The values are given by Y1(z1) at each z1 where Y1'(z1)=0.
Parameters
----------
nt : int
Number of zeros to return
complex : bool, default False
Set to False to return only the real zeros; set to True to return only
the complex zeros with negative real part and positive imaginary part.
Note that the complex conjugates of the latter are also zeros of the
function, but are not returned by this routine.
Returns
-------
z1pn : ndarray
Location of nth zero of Y1'(z)
y1z1pn : ndarray
Value of derivative Y1(z1) for nth zero
References
----------
.. [1] Zhang, Shanjie and Jin, Jianming. "Computation of Special
Functions", John Wiley and Sons, 1996, chapter 5.

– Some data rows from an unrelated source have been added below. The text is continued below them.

//! Repository layer: public data-access contract and SQLite implementation.
//!
//! # Responsibility
//! - Expose the read-all / filtered-read / bulk-insert / upsert contract per
//!   entity type.
//! - Keep generated-SQL and staging details inside the persistence boundary.
//!
//! # Invariants
//! - Every operation resolves a fresh connection from configuration; no
//!   connection is reused across calls.
//! - The upsert path is one transaction: staging, load, merge and drop all
//!   commit or roll back together.

pub mod table_repo;
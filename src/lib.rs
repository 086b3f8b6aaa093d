//! Generic staged-merge repository layer over SQLite.
//! This crate is the single source of truth for entity/table mapping rules.

pub mod config;
pub mod db;
pub mod entity;
pub mod grid;
pub mod logging;
pub mod repo;
pub mod sql;

pub use config::{ConfigError, ConnectionStrings, FileConfig, MapConfig};
pub use entity::column::{ColumnDef, ColumnKind, Entity, EntityKey, ValueError};
pub use entity::order::{ColumnOrder, ColumnOrderError};
pub use grid::{DataGrid, GridColumn, GridError};
pub use logging::{default_log_level, init_logging, logging_status};
pub use repo::table_repo::{
    MergeOutcome, Predicate, RepoError, RepoResult, Repository, SqliteRepository,
};

/// Returns the core crate version.
pub fn core_version() -> &'static str {
    env!("CARGO_PKG_VERSION")
}
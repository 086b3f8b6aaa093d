//! Generic table repository contract and SQLite implementation.
//!
//! # Responsibility
//! - Materialize result rows into entities via the resolved column order.
//! - Stream staging grids into destination tables (bulk load).
//! - Orchestrate the staged set-based upsert.
//!
//! # Invariants
//! - Column order is re-resolved on every operation; no per-type cache.
//! - Filtered reads narrow in memory, predicate by predicate (logical AND).
//! - Two concurrent upserts against the same table are not safe: the
//!   staging-table name is deterministic per target table.

use crate::config::{ConfigError, ConnectionStrings};
use crate::db::{open_connection, DbError};
use crate::entity::column::Entity;
use crate::entity::order::{ColumnOrder, ColumnOrderError};
use crate::grid::{DataGrid, GridError};
use crate::sql::{self, SqlError};
use log::{error, info};
use rusqlite::types::Value;
use rusqlite::{params_from_iter, Connection, Row, Transaction, TransactionBehavior};
use std::error::Error;
use std::fmt::{Display, Formatter};
use std::marker::PhantomData;
use std::time::Instant;

pub type RepoResult<T> = Result<T, RepoError>;

/// In-memory filter applied by `get_filtered`.
pub type Predicate<'a, E> = &'a dyn Fn(&E) -> bool;

/// Repository error for persistence and query operations.
///
/// Configuration and descriptor problems are fatal per call; database errors
/// carry the driver error unchanged.
#[derive(Debug)]
pub enum RepoError {
    Config(ConfigError),
    Order(ColumnOrderError),
    Grid(GridError),
    Sql(SqlError),
    Db(DbError),
    InvalidData(String),
}

impl Display for RepoError {
    fn fmt(&self, f: &mut Formatter<'_>) -> std::fmt::Result {
        match self {
            Self::Config(err) => write!(f, "{err}"),
            Self::Order(err) => write!(f, "{err}"),
            Self::Grid(err) => write!(f, "{err}"),
            Self::Sql(err) => write!(f, "{err}"),
            Self::Db(err) => write!(f, "{err}"),
            Self::InvalidData(message) => write!(f, "invalid persisted data: {message}"),
        }
    }
}

impl Error for RepoError {
    fn source(&self) -> Option<&(dyn Error + 'static)> {
        match self {
            Self::Config(err) => Some(err),
            Self::Order(err) => Some(err),
            Self::Grid(err) => Some(err),
            Self::Sql(err) => Some(err),
            Self::Db(err) => Some(err),
            Self::InvalidData(_) => None,
        }
    }
}

impl From<ConfigError> for RepoError {
    fn from(value: ConfigError) -> Self {
        Self::Config(value)
    }
}

impl From<ColumnOrderError> for RepoError {
    fn from(value: ColumnOrderError) -> Self {
        Self::Order(value)
    }
}

impl From<GridError> for RepoError {
    fn from(value: GridError) -> Self {
        Self::Grid(value)
    }
}

impl From<SqlError> for RepoError {
    fn from(value: SqlError) -> Self {
        Self::Sql(value)
    }
}

impl From<DbError> for RepoError {
    fn from(value: DbError) -> Self {
        Self::Db(value)
    }
}

impl From<rusqlite::Error> for RepoError {
    fn from(value: rusqlite::Error) -> Self {
        Self::Db(DbError::Sqlite(value))
    }
}

/// Row counts reported by one upsert.
#[derive(Debug, Clone, Copy, Default, PartialEq, Eq)]
pub struct MergeOutcome {
    /// Matched rows rewritten because at least one non-key column differed.
    pub updated: usize,
    /// Unmatched staging rows inserted in full.
    pub inserted: usize,
}

/// Public data-access contract, one target table per entity type.
pub trait Repository<E: Entity> {
    /// Reads the whole target table.
    fn get_all(&self) -> RepoResult<Vec<E>>;
    /// Reads the whole table, then narrows it predicate by predicate.
    fn get_filtered(&self, predicates: &[Predicate<'_, E>]) -> RepoResult<Vec<E>>;
    /// Bulk-loads entities into the target table or an override destination.
    fn bulk_insert(&self, entities: &[E], destination: Option<&str>) -> RepoResult<usize>;
    /// Staged set-based upsert: update on row difference, insert on absence.
    fn insert_or_update(&self, entities: &[E]) -> RepoResult<MergeOutcome>;
}

/// SQLite-backed generic repository.
///
/// The connection key names the entry in the configuration provider; every
/// operation resolves it and opens a fresh connection.
pub struct SqliteRepository<'cfg, E> {
    config: &'cfg dyn ConnectionStrings,
    connection_key: &'static str,
    _entity: PhantomData<E>,
}

impl<'cfg, E: Entity> SqliteRepository<'cfg, E> {
    pub fn new(config: &'cfg dyn ConnectionStrings, connection_key: &'static str) -> Self {
        Self {
            config,
            connection_key,
            _entity: PhantomData,
        }
    }

    fn open(&self) -> RepoResult<Connection> {
        let connection_string = self
            .config
            .connection_string(self.connection_key)
            .ok_or_else(|| ConfigError::MissingConnectionString {
                key: self.connection_key.to_string(),
            })?;
        Ok(open_connection(&connection_string)?)
    }
}

impl<E: Entity> Repository<E> for SqliteRepository<'_, E> {
    fn get_all(&self) -> RepoResult<Vec<E>> {
        let order = ColumnOrder::<E>::resolve()?;
        let conn = self.open()?;

        let select = sql::select_columns(E::TABLE, &order.names())?;
        let mut stmt = conn.prepare(&select)?;
        let mut rows = stmt.query([])?;

        let mut entities = Vec::new();
        while let Some(row) = rows.next()? {
            entities.push(materialize_row(&order, row)?);
        }

        Ok(entities)
    }

    fn get_filtered(&self, predicates: &[Predicate<'_, E>]) -> RepoResult<Vec<E>> {
        let mut entities = self.get_all()?;
        for predicate in predicates {
            entities.retain(|entity| predicate(entity));
        }
        Ok(entities)
    }

    fn bulk_insert(&self, entities: &[E], destination: Option<&str>) -> RepoResult<usize> {
        let started_at = Instant::now();
        let destination = destination.unwrap_or(E::TABLE);

        let order = ColumnOrder::<E>::resolve()?;
        let grid = DataGrid::from_entities(entities, &order)?;

        let mut conn = self.open()?;
        let tx = conn.transaction_with_behavior(TransactionBehavior::Immediate)?;
        let loaded = load_grid(&tx, &grid, destination)?;
        tx.commit()?;

        info!(
            "event=bulk_insert module=repo status=ok table={destination} rows={loaded} duration_ms={}",
            started_at.elapsed().as_millis()
        );
        Ok(loaded)
    }

    fn insert_or_update(&self, entities: &[E]) -> RepoResult<MergeOutcome> {
        let started_at = Instant::now();

        let order = ColumnOrder::<E>::resolve()?;
        let grid = DataGrid::from_entities(entities, &order)?;
        let staging = sql::staging_table_name(E::TABLE)?;

        let mut conn = self.open()?;
        let tx = conn.transaction_with_behavior(TransactionBehavior::Immediate)?;

        // Dropping the transaction on the error path rolls everything back,
        // staging table included.
        let outcome = match run_merge::<E>(&tx, &grid, &order, &staging) {
            Ok(outcome) => outcome,
            Err(err) => {
                error!(
                    "event=insert_or_update module=repo status=error table={} duration_ms={} error={err}",
                    E::TABLE,
                    started_at.elapsed().as_millis()
                );
                return Err(err);
            }
        };
        tx.commit()?;

        info!(
            "event=insert_or_update module=repo status=ok table={} updated={} inserted={} duration_ms={}",
            E::TABLE,
            outcome.updated,
            outcome.inserted,
            started_at.elapsed().as_millis()
        );
        Ok(outcome)
    }
}

/// Materializes one positional result row into an entity.
///
/// Columns arrive in resolved order, so result position `i` is the `i`-th
/// resolved column. NULL keeps the field's type default; non-NULL values are
/// assigned through the descriptor accessor without further coercion.
fn materialize_row<E: Entity>(order: &ColumnOrder<E>, row: &Row<'_>) -> RepoResult<E> {
    let mut entity = E::default();
    for (position, column) in order.columns().enumerate() {
        let value: Value = row.get(position)?;
        if matches!(value, Value::Null) {
            continue;
        }
        (column.set)(&mut entity, value).map_err(|err| {
            RepoError::InvalidData(format!("column `{}`: {err}", column.name))
        })?;
    }
    Ok(entity)
}

/// Streams a staging grid into `destination` on the given connection.
///
/// One prepared insert naming the grid columns, executed per row; any
/// failure aborts the whole load.
fn load_grid(conn: &Connection, grid: &DataGrid, destination: &str) -> RepoResult<usize> {
    if grid.is_empty() {
        return Ok(0);
    }

    let insert = sql::insert_row(destination, &grid.column_names())?;
    let mut stmt = conn.prepare(&insert)?;

    let mut loaded = 0;
    for row in grid.rows() {
        stmt.execute(params_from_iter(row.iter()))?;
        loaded += 1;
    }
    Ok(loaded)
}

/// Upsert protocol body, executed inside the caller's transaction:
/// create staging, load, merge update, merge insert, drop staging.
fn run_merge<E: Entity>(
    tx: &Transaction<'_>,
    grid: &DataGrid,
    order: &ColumnOrder<E>,
    staging: &str,
) -> RepoResult<MergeOutcome> {
    tx.execute_batch(&sql::create_staging_table(E::TABLE, staging)?)?;
    load_grid(tx, grid, staging)?;

    let names = order.names();
    let non_key: Vec<&str> = names
        .iter()
        .copied()
        .filter(|name| *name != E::KEY_COLUMN)
        .collect();

    let updated = if non_key.is_empty() {
        // Key-only entities have nothing to rewrite on match.
        0
    } else {
        tx.execute(
            &sql::merge_update(E::TABLE, staging, E::KEY_COLUMN, &non_key)?,
            [],
        )?
    };
    let inserted = tx.execute(
        &sql::merge_insert(E::TABLE, staging, E::KEY_COLUMN, &names)?,
        [],
    )?;

    tx.execute_batch(&sql::drop_table(staging)?)?;
    Ok(MergeOutcome { updated, inserted })
}
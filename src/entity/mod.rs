//! Entity/table mapping metadata.
//!
//! # Responsibility
//! - Define the static column descriptor contract every mapped entity
//!   declares (`Entity`, `ColumnDef`).
//! - Resolve descriptor ordinal markings into the column order used by all
//!   generated SQL and staging grids.
//!
//! # Invariants
//! - Descriptors are compile-time constants; no runtime introspection.
//! - Every column that participates in persistence must carry exactly one
//!   ordinal marking, enforced by `ColumnOrder::resolve`.

pub mod column;
pub mod order;
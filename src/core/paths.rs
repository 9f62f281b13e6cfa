//! Data directory layout
//!
//! Every persisted artifact lives directly under one data directory so a
//! single rename can swap a document into place.

use std::path::{Path, PathBuf};

/// Token document file name
pub const DOCUMENT_FILE: &str = "tokens.json";
/// Backup of the previously installed document
pub const BACKUP_FILE: &str = "tokens.json.bak";
/// Last successful check, integer seconds since the Unix epoch
pub const LAST_CHECKED_FILE: &str = "last_checked";
/// Short version tag of the document on disk
pub const VERSION_FILE: &str = "version";
/// Pre-rendered icon directory
pub const IMAGES_DIR: &str = "images";

/// Resolved locations of all persisted files
#[derive(Debug, Clone, PartialEq, Eq)]
pub struct DataLayout {
    root: PathBuf,
}

impl DataLayout {
    pub fn new(root: impl Into<PathBuf>) -> Self {
        Self { root: root.into() }
    }

    pub fn root(&self) -> &Path {
        &self.root
    }

    pub fn document(&self) -> PathBuf {
        self.root.join(DOCUMENT_FILE)
    }

    pub fn backup(&self) -> PathBuf {
        self.root.join(BACKUP_FILE)
    }

    pub fn last_checked(&self) -> PathBuf {
        self.root.join(LAST_CHECKED_FILE)
    }

    pub fn version(&self) -> PathBuf {
        self.root.join(VERSION_FILE)
    }

    pub fn images_dir(&self) -> PathBuf {
        self.root.join(IMAGES_DIR)
    }
}

/// Default data directory: `<platform data dir>/tokensift`, or `.` when the
/// platform has none
pub fn default_data_dir() -> PathBuf {
    dirs::data_dir()
        .map(|dir| dir.join("tokensift"))
        .unwrap_or_else(|| PathBuf::from("."))
}
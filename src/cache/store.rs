//! Document store - Crash-safe replacement of persisted files
//!
//! Every write goes to its own staging file in the same directory and is
//! renamed over the target, so a reader always sees either the old or the new
//! content. Replacing the token document additionally writes the current valid
//! document to the backup slot first.

use std::fs;
use std::io::{self, Write};
use std::path::{Path, PathBuf};
use tempfile::{Builder, NamedTempFile};
use tracing::{debug, warn};

use crate::core::paths::DataLayout;
use crate::error::SyncError;
use crate::store::Corpus;

/// Ensure the data directory exists
pub fn ensure_data_dir(layout: &DataLayout) -> io::Result<PathBuf> {
    let root = layout.root();
    if !root.exists() {
        fs::create_dir_all(root)?;
    }
    Ok(root.to_path_buf())
}

/// Fresh staging file next to `target`, unique per writer
/// (`.<name>.<random>.tmp`)
pub fn staging_file(target: &Path) -> io::Result<NamedTempFile> {
    let dir = match target.parent() {
        Some(parent) if !parent.as_os_str().is_empty() => parent,
        _ => Path::new("."),
    };
    let name = target
        .file_name()
        .map(|n| n.to_string_lossy().into_owned())
        .unwrap_or_else(|| "staging".to_string());
    Builder::new()
        .prefix(&format!(".{}.", name))
        .suffix(".tmp")
        .tempfile_in(dir)
}

/// Write `bytes` to a private staging file, flush it to disk, then rename it
/// over `target`
///
/// Concurrent writers never share a staging file, so the last rename wins and
/// `target` always holds one complete write. A failed write removes its
/// staging file when it is dropped.
pub fn write_atomic(target: &Path, bytes: &[u8]) -> io::Result<()> {
    if let Some(parent) = target.parent() {
        if !parent.as_os_str().is_empty() && !parent.exists() {
            fs::create_dir_all(parent)?;
        }
    }

    let mut staging = staging_file(target)?;
    staging.write_all(bytes)?;
    staging.as_file().sync_all()?;
    staging.persist(target)?;
    Ok(())
}

/// Current document bytes, `None` when there is no document yet
pub fn read_document(layout: &DataLayout) -> io::Result<Option<Vec<u8>>> {
    match fs::read(layout.document()) {
        Ok(bytes) => Ok(Some(bytes)),
        Err(err) if err.kind() == io::ErrorKind::NotFound => Ok(None),
        Err(err) => Err(err),
    }
}

/// Install a new token document
///
/// The new bytes must parse before anything on disk changes. A valid current
/// document is copied to the backup slot before the rename; an invalid one is
/// left out so the backup keeps the last good copy.
pub fn replace_document(layout: &DataLayout, bytes: &[u8]) -> Result<Corpus, SyncError> {
    let corpus = Corpus::parse(bytes)?;
    ensure_data_dir(layout)?;

    let document = layout.document();
    if let Some(current) = read_document(layout)? {
        match Corpus::parse(&current) {
            Ok(_) => {
                write_atomic(&layout.backup(), &current)?;
                debug!(backup = ?layout.backup(), "backed up previous token document");
            }
            Err(err) => warn!(error = %err, "current token document is invalid; keeping existing backup"),
        }
    }

    write_atomic(&document, bytes)?;
    Ok(corpus)
}
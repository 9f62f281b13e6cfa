//! CLI module - Command-line interface definitions and dispatch

use anyhow::Result;
use clap::Parser;
use std::path::PathBuf;
use std::time::Duration;

use crate::core::config::{Config, DEFAULT_ICON_SIZE};
use crate::core::paths::default_data_dir;
use crate::core::render::RenderConfig;

/// tokensift - fuzzy search over design tokens for launcher workflows.
#[derive(Parser, Debug)]
#[command(name = "tokensift")]
#[command(
    author,
    version,
    about,
    long_about = r#"tokensift answers a single free-text query against a local set of design
tokens and prints one JSON object with an "items" array for a launcher to show.

Before searching it may check a remote source for a newer token document
(at most once per staleness window). Sync failures never affect the search.

Reserved query:
- update: force a download of the remote token document

Examples:
    tokensift                       # first 20 tokens
    tokensift primary               # fuzzy search
    tokensift update                # force a sync
    tokensift --generate-icons      # render PNG swatches for color tokens
    tokensift --status
"#
)]
pub struct Cli {
    /// Free-text query (omit for the first results in document order).
    #[arg(value_name = "QUERY")]
    pub query: Option<String>,

    /// Directory holding tokens.json, sync state and images/.
    #[arg(
        long,
        env = "TOKENSIFT_DATA_DIR",
        value_name = "DIR",
        long_help = "Directory holding tokens.json, its backup, the sync state files and the\n\
images/ icon directory.\n\n\
Defaults to the platform data directory (e.g. ~/.local/share/tokensift)."
    )]
    pub data_dir: Option<PathBuf>,

    /// Endpoint returning the remote version identifier.
    #[arg(long, env = "TOKENSIFT_VERSION_URL", value_name = "URL")]
    pub version_url: Option<String>,

    /// Endpoint returning the full remote token document.
    #[arg(
        long,
        env = "TOKENSIFT_DOCUMENT_URL",
        value_name = "URL",
        long_help = "Endpoint returning the full remote token document.\n\n\
Sync runs only when both --version-url and --document-url are set."
    )]
    pub document_url: Option<String>,

    /// Seconds between remote version checks.
    #[arg(long, env = "TOKENSIFT_STALE_AFTER", default_value = "3600", value_name = "SECS")]
    pub stale_after: u64,

    /// Minimum similarity for loose matches (0.0 - 1.0).
    #[arg(long, default_value = "0.2", value_name = "RATIO")]
    pub threshold: f64,

    /// Maximum number of results.
    #[arg(long, default_value = "20", value_name = "N")]
    pub max_results: usize,

    /// Skip the opportunistic sync before searching.
    #[arg(
        long,
        long_help = "Skip the opportunistic sync before searching. The reserved `update`\n\
query still forces a sync."
    )]
    pub no_sync: bool,

    /// Render icons for every color token instead of searching.
    #[arg(long, conflicts_with_all = ["query", "status"])]
    pub generate_icons: bool,

    /// Icon edge length in pixels (with --generate-icons).
    #[arg(long, default_value_t = DEFAULT_ICON_SIZE, value_name = "PX")]
    pub icon_size: u32,

    /// Output directory for icons (with --generate-icons, defaults to DIR/images).
    #[arg(long, value_name = "PATH")]
    pub icon_dir: Option<PathBuf>,

    /// Report sync state instead of searching.
    #[arg(long, conflicts_with = "query")]
    pub status: bool,

    /// Pretty-print the JSON output.
    #[arg(long)]
    pub pretty: bool,

    /// Quiet mode (errors only on stderr).
    #[arg(short, long, conflicts_with = "verbose")]
    pub quiet: bool,

    /// Verbose mode (debug diagnostics on stderr).
    #[arg(short, long)]
    pub verbose: bool,
}

impl Cli {
    /// Assemble the runtime configuration
    pub fn config(&self) -> Config {
        let data_dir = self.data_dir.clone().unwrap_or_else(default_data_dir);
        let mut config = Config::new(data_dir)
            .with_remote(self.version_url.clone(), self.document_url.clone());
        config.stale_after = Duration::from_secs(self.stale_after);
        config.search.threshold = self.threshold;
        config.search.max_results = self.max_results;
        config.icon_size = self.icon_size;
        config
    }

    /// Default log filter directive for the verbosity flags
    pub fn log_level(&self) -> &'static str {
        if self.verbose {
            "debug"
        } else if self.quiet {
            "error"
        } else {
            "warn"
        }
    }
}

/// Run the CLI with parsed arguments
pub fn run(cli: Cli) -> Result<()> {
    let config = cli.config();
    let render_config = RenderConfig::with_pretty(cli.pretty);

    if cli.status {
        return crate::sync::manager::run_status(&config, render_config);
    }

    if cli.generate_icons {
        let out_dir = cli
            .icon_dir
            .clone()
            .unwrap_or_else(|| config.layout().images_dir());
        return crate::icons::raster::run_generate(&config, &out_dir, render_config);
    }

    let query = cli.query.as_deref().unwrap_or("");
    crate::search::engine::run_search(&config, query, !cli.no_sync, render_config)
}
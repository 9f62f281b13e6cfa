//! Runtime configuration assembled once from the command line and environment

use std::path::PathBuf;
use std::time::Duration;

use crate::core::paths::DataLayout;

/// Default staleness window
pub const DEFAULT_STALE_AFTER: Duration = Duration::from_secs(60 * 60);
/// Default similarity threshold for loose matches
pub const DEFAULT_THRESHOLD: f64 = 0.2;
/// Default cap on returned results
pub const DEFAULT_MAX_RESULTS: usize = 20;
/// Version checks should answer quickly
pub const VERSION_TIMEOUT: Duration = Duration::from_secs(5);
/// Full document downloads get more room
pub const DOWNLOAD_TIMEOUT: Duration = Duration::from_secs(30);
/// Edge length of generated icons, in pixels
pub const DEFAULT_ICON_SIZE: u32 = 64;
/// Shared icon for tokens that are not colors
pub const MONO_ICON_FILE: &str = "icon-mono.png";

/// Remote endpoints for the token source
#[derive(Debug, Clone, PartialEq, Eq)]
pub struct RemoteConfig {
    pub version_url: String,
    pub document_url: String,
    pub version_timeout: Duration,
    pub download_timeout: Duration,
}

impl RemoteConfig {
    pub fn new(version_url: impl Into<String>, document_url: impl Into<String>) -> Self {
        Self {
            version_url: version_url.into(),
            document_url: document_url.into(),
            version_timeout: VERSION_TIMEOUT,
            download_timeout: DOWNLOAD_TIMEOUT,
        }
    }
}

/// Search tuning
#[derive(Debug, Clone, Copy, PartialEq)]
pub struct SearchConfig {
    pub threshold: f64,
    pub max_results: usize,
}

impl Default for SearchConfig {
    fn default() -> Self {
        Self {
            threshold: DEFAULT_THRESHOLD,
            max_results: DEFAULT_MAX_RESULTS,
        }
    }
}

/// Full runtime configuration
#[derive(Debug, Clone)]
pub struct Config {
    pub data_dir: PathBuf,
    /// `None` disables sync entirely
    pub remote: Option<RemoteConfig>,
    pub stale_after: Duration,
    pub search: SearchConfig,
    pub icon_size: u32,
    pub mono_icon: String,
}

impl Config {
    pub fn new(data_dir: impl Into<PathBuf>) -> Self {
        Self {
            data_dir: data_dir.into(),
            remote: None,
            stale_after: DEFAULT_STALE_AFTER,
            search: SearchConfig::default(),
            icon_size: DEFAULT_ICON_SIZE,
            mono_icon: MONO_ICON_FILE.to_string(),
        }
    }

    /// Attach remote endpoints; both must be present for sync to run
    pub fn with_remote(mut self, version_url: Option<String>, document_url: Option<String>) -> Self {
        self.remote = match (version_url, document_url) {
            (Some(version), Some(document)) if !version.is_empty() && !document.is_empty() => {
                Some(RemoteConfig::new(version, document))
            }
            _ => None,
        };
        self
    }

    pub fn layout(&self) -> DataLayout {
        DataLayout::new(&self.data_dir)
    }
}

https://people.sc.fsu.edu/~jburkardt/f77_src/special_functions/special_functions.html
Examples
--------
Compute the first four roots of :math:`Y_1'` and the values of
:math:`Y_1` at these roots.
>>> import numpy as np
>>> from scipy.special import y1p_zeros
>>> y1grad_roots, y1_values = y1p_zeros(4)
>>> with np.printoptions(precision=5):
... print(f"Y1' Roots: {y1grad_roots.real}")
... print(f"Y1 values: {y1_values.real}")
Y1' Roots: [ 3.68302 6.9415 10.1234 13.28576]
Y1 values: [ 0.41673 -0.30317 0.25091 -0.21897]
`y1p_zeros` can be used to calculate the extremal points of :math:`Y_1`
directly. Here we plot :math:`Y_1` and the first four extrema.
>>> import matplotlib.pyplot as plt
>>> from scipy.special import y1, yvp
>>> y1_roots, y1_values_at_roots = y1p_zeros(4)
>>> real_roots = y1_roots.real
>>> xmax = 15
>>> x = np.linspace(0, xmax, 500)
>>> x[0] += 1e-15
>>> fig, ax = plt.subplots()
>>> ax.plot(x, y1(x), label=r'$Y_1$')
>>> ax.plot(x, yvp(1, x, 1), label=r"$Y_1'$")
>>> ax.scatter(real_roots, np.zeros((4, )), s=30, c='r',
... label=r"Roots of $Y_1'$", zorder=5)
>>> ax.scatter(real_roots, y1_values_at_roots.real, s=30, c='k',
... label=r"Extrema of $Y_1$", zorder=5)
>>> ax.hlines(0, 0, xmax, color='k')
>>> ax.set_ylim(-0.5, 0.5)
>>> ax.set_xlim(0, xmax)
>>> ax.legend(ncol=2, bbox_to_anchor=(1., 0.75))
>>> plt.tight_layout()
>>> plt.show()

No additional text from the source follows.